Scan the records and identify every line in which the string "false" occurs, then return those lines.
Start of Block
// SPDX-License-Identifier: MPL-2.0
// This Source Code Form is subject to the terms of the Mozilla Public
// License, v. 2.0. If a copy of the MPL was not distributed with this
// file, You can obtain one at https://mozilla.org/MPL/2.0/.

//! Desired-state policy for known thermostats.
//!
//! The policy maps device addresses to a friendly name and an optional
//! desired on/off state. It is usually kept in a JSON device map:
//!
//! ```json
//! {
//!   "00:1a:22:0c:aa:bb": { "name": "Living room", "want_on": true },
//!   "00:1a:22:0c:aa:cc": { "name": "Bedroom", "want_on": null }
//! }
//! ```
//!
//! Addresses are matched case-insensitively.

use std::collections::HashMap;
use std::path::Path;

use serde::{Deserialize, Serialize};

use crate::error::PolicyError;

/// Policy for one device.
#[derive(Debug, Clone, PartialEq, Eq, Default, Serialize, Deserialize)]
pub struct PolicyEntry {
    /// Friendly name, empty if not configured.
    #[serde(default)]
    pub name: String,
    /// Desired state; `None` leaves the device alone.
    #[serde(default, rename = "want_on", alias = "desired_on")]
    pub desired_on: Option<bool>,
}

impl PolicyEntry {
    /// Creates a policy entry.
    #[must_use]
    pub fn new(name: impl Into<String>, desired_on: Option<bool>) -> Self {
        Self {
            name: name.into(),
            desired_on,
        }
    }
}

/// Device policy keyed by address.
///
/// # Examples
///
/// ```
/// use xavax_lib::DevicePolicy;
///
/// let policy = DevicePolicy::new()
///     .with_device("00:1A:22:0C:AA:BB", "Living room", Some(true))
///     .with_device("00:1a:22:0c:aa:cc", "Bedroom", None);
///
/// assert_eq!(policy.desired_on("00:1a:22:0c:aa:bb"), Some(true));
/// assert_eq!(policy.desired_on("00:1a:22:0c:aa:cc"), None);
/// assert_eq!(policy.name("00:1a:22:0c:aa:bb"), "Living room");
/// assert_eq!(policy.name("unknown"), "");
/// ```
#[derive(Debug, Clone, PartialEq, Eq, Default)]
pub struct DevicePolicy {
    entries: HashMap<String, PolicyEntry>,
}

impl DevicePolicy {
    /// Creates an empty policy.
    #[must_use]
    pub fn new() -> Self {
        Self::default()
    }

    /// Creates a policy from `(address, entry)` pairs.
    #[must_use]
    pub fn from_entries<I, A>(entries: I) -> Self
    where
        I: IntoIterator<Item = (A, PolicyEntry)>,
        A: AsRef<str>,
    {
        Self {
            entries: entries
                .into_iter()
                .map(|(address, entry)| (normalize(address.as_ref()), entry))
                .collect(),
        }
    }

    /// Adds a device to the policy.
    #[must_use]
    pub fn with_device(
        mut self,
        address: &str,
        name: impl Into<String>,
        desired_on: Option<bool>,
    ) -> Self {
        self.entries
            .insert(normalize(address), PolicyEntry::new(name, desired_on));
        self
    }

    /// Parses a JSON device map.
    ///
    /// # Errors
    ///
    /// Returns `PolicyError::Json` if the document is not a map of
    /// address to `{name, want_on}` objects.
    pub fn from_json_str(json: &str) -> Result<Self, PolicyError> {
        let entries: HashMap<String, PolicyEntry> = serde_json::from_str(json)?;
        Ok(Self::from_entries(entries))
    }

    /// Loads a JSON device map from a file.
    ///
    /// # Errors
    ///
    /// Returns `PolicyError::Io` if the file cannot be read, or
    /// `PolicyError::Json` if it cannot be parsed.
    pub fn load(path: impl AsRef<Path>) -> Result<Self, PolicyError> {
        let json = std::fs::read_to_string(path.as_ref())?;
        let policy = Self::from_json_str(&json)?;
        tracing::debug!(
            path = %path.as_ref().display(),
            devices = policy.len(),
            "Loaded device policy"
        );
        Ok(policy)
    }

    /// Loads a device map if a path is given, otherwise returns an empty
    /// policy.
    ///
    /// # Errors
    ///
    /// Same as [`load`](Self::load).
    pub fn load_optional(path: Option<&Path>) -> Result<Self, PolicyError> {
        path.map_or_else(|| Ok(Self::new()), Self::load)
    }

    /// Returns the entry for `address`.
    #[must_use]
    pub fn get(&self, address: &str) -> Option<&PolicyEntry> {
        self.entries.get(&normalize(address))
    }

    /// Returns the desired state for `address`, if one is declared.
    #[must_use]
    pub fn desired_on(&self, address: &str) -> Option<bool> {
        self.get(address).and_then(|entry| entry.desired_on)
    }

    /// Returns the friendly name for `address`, or `""`.
    #[must_use]
    pub fn name(&self, address: &str) -> &str {
        self.get(address).map_or("", |entry| entry.name.as_str())
    }

    /// Returns the number of devices in the policy.
    #[must_use]
    pub fn len(&self) -> usize {
        self.entries.len()
    }

    /// Returns `true` if the policy has no devices.
    #[must_use]
    pub fn is_empty(&self) -> bool {
        self.entries.is_empty()
    }

    /// Iterates over `(address, entry)` pairs; addresses are lowercase.
    pub fn iter(&self) -> impl Iterator<Item = (&str, &PolicyEntry)> {
        self.entries
            .iter()
            .map(|(address, entry)| (address.as_str(), entry))
    }
}

fn normalize(address: &str) -> String {
    address.trim().to_ascii_lowercase()
}

#[cfg(test)]
mod tests {
    use super::*;

    const MAP: &str = r#"{
        "00:1A:22:0C:AA:BB": { "name": "Living room", "want_on": true },
        "00:1a:22:0c:aa:cc": { "name": "Bedroom", "want_on": null },
        "00:1a:22:0c:aa:dd": { "desired_on": false },
        "00:1a:22:0c:aa:ee": {}
    }"#;

    #[test]
    fn parse_device_map() {
        let policy = DevicePolicy::from_json_str(MAP).unwrap();
        assert_eq!(policy.len(), 4);
        assert_eq!(policy.desired_on("00:1a:22:0c:aa:bb"), Some(true));
        assert_eq!(policy.desired_on("00:1a:22:0c:aa:cc"), None);
        assert_eq!(policy.desired_on("00:1a:22:0c:aa:dd"), Some(false));
        assert_eq!(policy.desired_on("00:1a:22:0c:aa:ee"), None);
        assert_eq!(policy.name("00:1a:22:0c:aa:dd"), "");
    }

    #[test]
    fn lookup_is_case_insensitive() {
        let policy = DevicePolicy::from_json_str(MAP).unwrap();
        assert_eq!(policy.name("00:1a:22:0c:aa:bb"), "Living room");
        assert_eq!(policy.name("00:1A:22:0C:AA:CC"), "Bedroom");
    }

    #[test]
    fn unknown_address() {
        let policy = DevicePolicy::from_json_str(MAP).unwrap();
        assert!(policy.get("11:22:33:44:55:66").is_none());
        assert_eq!(policy.desired_on("11:22:33:44:55:66"), None);
    }

    #[test]
    fn invalid_json() {
        let err = DevicePolicy::from_json_str(r#"{"aa": {"want_on": "yes"}}"#).unwrap_err();
        assert!(matches!(err, PolicyError::Json(_)));
    }

    #[test]
    fn load_missing_file() {
        let err = DevicePolicy::load("/nonexistent/xavax-device-map.json").unwrap_err();
        assert!(matches!(err, PolicyError::Io(_)));
    }

    #[test]
    fn load_from_file() {
        let path = std::env::temp_dir().join(format!("xavax-policy-{}.json", std::process::id()));
        std::fs::write(&path, MAP).unwrap();
        let policy = DevicePolicy::load(&path).unwrap();
        std::fs::remove_file(&path).unwrap();
        assert_eq!(policy.len(), 4);
    }

    #[test]
    fn no_path_gives_empty_policy() {
        let policy = DevicePolicy::load_optional(None).unwrap();
        assert!(policy.is_empty());
    }

    #[test]
    fn iter_yields_normalized_addresses() {
        let policy = DevicePolicy::from_json_str(MAP).unwrap();
        let mut addresses: Vec<&str> = policy.iter().map(|(address, _)| address).collect();
        addresses.sort_unstable();
        assert_eq!(
            addresses,
            [
                "00:1a:22:0c:aa:bb",
                "00:1a:22:0c:aa:cc",
                "00:1a:22:0c:aa:dd",
                "00:1a:22:0c:aa:ee"
            ]
        );
        let (_, entry) = policy
            .iter()
            .find(|(address, _)| *address == "00:1a:22:0c:aa:bb")
            .unwrap();
        assert_eq!(entry.name, "Living room");
    }

    #[test]
    fn serializes_with_want_on_key() {
        let entry = PolicyEntry::new("Hall", Some(false));
        let json = serde_json::to_string(&entry).unwrap();
        assert_eq!(json, r#"{"name":"Hall","want_on":false}"#);
    }
}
End of Block
§ Task answer
        "00:1a:22:0c:aa:dd": { "desired_on": false },
        assert_eq!(policy.desired_on("00:1a:22:0c:aa:dd"), Some(false));
        let entry = PolicyEntry::new("Hall", Some(false));
        assert_eq!(json, r#"{"name":"Hall","want_on":false}"#);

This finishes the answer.